The answer is every line in the data below that contains the word "filter".
====== Source data
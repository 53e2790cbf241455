//! Pure settlement engine: receipt totals for one order and per-product
//! sales aggregates for a session. Everything here is deterministic —
//! inputs are already-persisted snapshots, no clock and no I/O.

use std::collections::HashMap;

use uuid::Uuid;

use crate::models::{Receipt, ReceiptLine, SummaryRow};
use crate::shipping::{FeeTier, ShippingMethod};

/// A session's shipping-fee configuration.
#[derive(Debug, Clone, Copy, PartialEq, Eq)]
pub struct ShipConfig {
    /// Goods total at or above this ships free.
    pub threshold: i64,
    pub fee_normal: i64,
    pub fee_jeju: i64,
}

/// Buyer-facing fields of the order being settled.
#[derive(Debug, Clone)]
pub struct ReceiptInput {
    pub session_id: Uuid,
    pub nickname: String,
    pub shipping: ShippingMethod,
    pub phone: Option<String>,
    pub postal_code: Option<String>,
    pub address1: Option<String>,
    pub address2: Option<String>,
    pub lines: Vec<ReceiptLine>,
}

/// Collapses duplicate product references into one line each, summing
/// qty and amount. Current orders are written one-line-per-product, but
/// legacy rows may still carry duplicates. First-seen order is kept.
pub fn coalesce_lines(entries: Vec<ReceiptLine>) -> Vec<ReceiptLine> {
    let mut by_product: HashMap<Uuid, usize> = HashMap::new();
    let mut out: Vec<ReceiptLine> = Vec::with_capacity(entries.len());
    for entry in entries {
        match by_product.get(&entry.product_id) {
            Some(&idx) => {
                out[idx].qty += entry.qty;
                out[idx].amount += entry.amount;
            }
            None => {
                by_product.insert(entry.product_id, out.len());
                out.push(entry);
            }
        }
    }
    out
}

/// Fee selection: an empty order ships nothing, a total at or above the
/// threshold ships free, otherwise the method's tier picks the amount.
pub fn shipping_fee(goods_total: i64, method: ShippingMethod, cfg: &ShipConfig) -> i64 {
    if goods_total == 0 || goods_total >= cfg.threshold {
        return 0;
    }
    match method.fee_tier() {
        FeeTier::Free => 0,
        FeeTier::Remote => cfg.fee_jeju,
        FeeTier::Normal => cfg.fee_normal,
    }
}

pub fn compute_receipt(input: ReceiptInput, cfg: &ShipConfig) -> Receipt {
    let lines = coalesce_lines(input.lines);
    let goods_total: i64 = lines.iter().map(|l| l.amount).sum();
    let fee = shipping_fee(goods_total, input.shipping, cfg);

    let postal = input
        .postal_code
        .filter(|p| !p.is_empty())
        .map(|p| format!("[{p}] "))
        .unwrap_or_default();
    let address1 = input.address1.unwrap_or_default();
    let address2 = input
        .address2
        .filter(|a| !a.is_empty())
        .map(|a| format!(" {a}"))
        .unwrap_or_default();
    let address = format!("{postal}{address1}{address2}").trim().to_string();

    Receipt {
        session_id: input.session_id,
        nickname: input.nickname,
        shipping: input.shipping,
        phone: input.phone.unwrap_or_default(),
        address,
        goods_total,
        shipping_fee: fee,
        final_total: goods_total + fee,
        lines,
    }
}

/// Catalog row fed into the session summary.
#[derive(Debug, Clone)]
pub struct CatalogEntry {
    pub product_id: Uuid,
    pub name: String,
    pub price: i64,
    pub sort_order: i32,
}

/// Aggregates sold qty and revenue per product over the given lines
/// (callers must pass only lines of non-deleted orders). Every catalog
/// entry appears, zero-sales included; rows sort by revenue descending,
/// ties by catalog sort order.
pub fn summarize(catalog: Vec<CatalogEntry>, sold_lines: &[(Uuid, i64, i64)]) -> Vec<SummaryRow> {
    let mut qty_by_product: HashMap<Uuid, i64> = HashMap::new();
    let mut revenue_by_product: HashMap<Uuid, i64> = HashMap::new();
    for (product_id, qty, amount) in sold_lines {
        *qty_by_product.entry(*product_id).or_insert(0) += qty;
        *revenue_by_product.entry(*product_id).or_insert(0) += amount;
    }

    let mut rows: Vec<(i32, SummaryRow)> = catalog
        .into_iter()
        .map(|entry| {
            let sold_qty = qty_by_product.get(&entry.product_id).copied().unwrap_or(0);
            let revenue = revenue_by_product
                .get(&entry.product_id)
                .copied()
                .unwrap_or(0);
            (
                entry.sort_order,
                SummaryRow {
                    product_id: entry.product_id,
                    name: entry.name,
                    price: entry.price,
                    sold_qty,
                    revenue,
                },
            )
        })
        .collect();

    rows.sort_by(|(sort_a, a), (sort_b, b)| b.revenue.cmp(&a.revenue).then(sort_a.cmp(sort_b)));
    rows.into_iter().map(|(_, row)| row).collect()
}

#[cfg(test)]
mod tests {
    use super::*;

    fn cfg() -> ShipConfig {
        ShipConfig {
            threshold: 100_000,
            fee_normal: 3_500,
            fee_jeju: 7_000,
        }
    }

    fn line(product_id: Uuid, qty: i64, amount: i64) -> ReceiptLine {
        ReceiptLine {
            product_id,
            name: "item".into(),
            qty,
            amount,
        }
    }

    fn input(shipping: ShippingMethod, lines: Vec<ReceiptLine>) -> ReceiptInput {
        ReceiptInput {
            session_id: Uuid::new_v4(),
            nickname: "buyer".into(),
            shipping,
            phone: Some("010-0000-0000".into()),
            postal_code: Some("06236".into()),
            address1: Some("Teheran-ro 1".into()),
            address2: Some("Apt 101".into()),
            lines,
        }
    }

    #[test]
    fn goods_total_is_exact_sum_of_line_amounts() {
        let a = Uuid::new_v4();
        let b = Uuid::new_v4();
        let receipt = compute_receipt(
            input(
                ShippingMethod::Standard,
                vec![line(a, 3, 29_997), line(b, 1, 50_000)],
            ),
            &cfg(),
        );
        assert_eq!(receipt.goods_total, 79_997);
        assert_eq!(
            receipt.lines.iter().map(|l| l.amount).sum::<i64>(),
            receipt.goods_total
        );
    }

    #[test]
    fn below_threshold_charges_normal_fee() {
        let receipt = compute_receipt(
            input(ShippingMethod::Standard, vec![line(Uuid::new_v4(), 1, 99_999)]),
            &cfg(),
        );
        assert_eq!(receipt.shipping_fee, 3_500);
        assert_eq!(receipt.final_total, 103_499);
    }

    #[test]
    fn threshold_exactly_met_ships_free() {
        let receipt = compute_receipt(
            input(ShippingMethod::Standard, vec![line(Uuid::new_v4(), 1, 100_000)]),
            &cfg(),
        );
        assert_eq!(receipt.shipping_fee, 0);
        assert_eq!(receipt.final_total, 100_000);
    }

    #[test]
    fn pickup_is_free_regardless_of_threshold() {
        let receipt = compute_receipt(
            input(ShippingMethod::Pickup, vec![line(Uuid::new_v4(), 1, 50_000)]),
            &cfg(),
        );
        assert_eq!(receipt.shipping_fee, 0);
        assert_eq!(receipt.final_total, 50_000);
    }

    #[test]
    fn island_method_charges_remote_fee() {
        let receipt = compute_receipt(
            input(ShippingMethod::Island, vec![line(Uuid::new_v4(), 1, 50_000)]),
            &cfg(),
        );
        assert_eq!(receipt.shipping_fee, 7_000);
    }

    #[test]
    fn empty_order_has_no_shipping_fee() {
        let receipt = compute_receipt(input(ShippingMethod::Standard, vec![]), &cfg());
        assert_eq!(receipt.goods_total, 0);
        assert_eq!(receipt.shipping_fee, 0);
        assert_eq!(receipt.final_total, 0);
    }

    #[test]
    fn legacy_duplicate_lines_are_summed_per_product() {
        let a = Uuid::new_v4();
        let receipt = compute_receipt(
            input(
                ShippingMethod::Pickup,
                vec![line(a, 2, 2_000), line(a, 3, 3_000)],
            ),
            &cfg(),
        );
        assert_eq!(receipt.lines.len(), 1);
        assert_eq!(receipt.lines[0].qty, 5);
        assert_eq!(receipt.lines[0].amount, 5_000);
    }

    #[test]
    fn receipt_is_deterministic_for_same_input() {
        let a = Uuid::new_v4();
        let make = || {
            compute_receipt(
                ReceiptInput {
                    session_id: Uuid::nil(),
                    nickname: "buyer".into(),
                    shipping: ShippingMethod::Island,
                    phone: None,
                    postal_code: None,
                    address1: Some("addr".into()),
                    address2: None,
                    lines: vec![line(a, 2, 40_000)],
                },
                &cfg(),
            )
        };
        assert_eq!(make(), make());
    }

    #[test]
    fn address_formats_postal_and_parts() {
        let receipt = compute_receipt(input(ShippingMethod::Pickup, vec![]), &cfg());
        assert_eq!(receipt.address, "[06236] Teheran-ro 1 Apt 101");
    }

    #[test]
    fn summary_counts_only_provided_lines_and_keeps_zero_sales_rows() {
        let a = Uuid::new_v4();
        let b = Uuid::new_v4();
        let c = Uuid::new_v4();
        let catalog = vec![
            CatalogEntry {
                product_id: a,
                name: "A".into(),
                price: 1_000,
                sort_order: 1,
            },
            CatalogEntry {
                product_id: b,
                name: "B".into(),
                price: 2_000,
                sort_order: 2,
            },
            CatalogEntry {
                product_id: c,
                name: "C".into(),
                price: 9_000,
                sort_order: 3,
            },
        ];
        // Two live orders each bought {A:2, B:1}; a deleted order bought
        // {A:5} and its lines are not passed in.
        let sold = vec![(a, 2, 2_000), (b, 1, 2_000), (a, 2, 2_000), (b, 1, 2_000)];
        let rows = summarize(catalog, &sold);

        let row_a = rows.iter().find(|r| r.product_id == a).unwrap();
        assert_eq!((row_a.sold_qty, row_a.revenue), (4, 4_000));
        let row_b = rows.iter().find(|r| r.product_id == b).unwrap();
        assert_eq!((row_b.sold_qty, row_b.revenue), (2, 4_000));
        let row_c = rows.iter().find(|r| r.product_id == c).unwrap();
        assert_eq!((row_c.sold_qty, row_c.revenue), (0, 0));

        // Revenue ties (A and B both 4000) resolve by catalog sort order,
        // zero-sales rows sink to the bottom.
        let ids: Vec<Uuid> = rows.iter().map(|r| r.product_id).collect();
        assert_eq!(ids, vec![a, b, c]);
    }
}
============
## Exercise response
        .filter(|p| !p.is_empty())
        .filter(|a| !a.is_empty())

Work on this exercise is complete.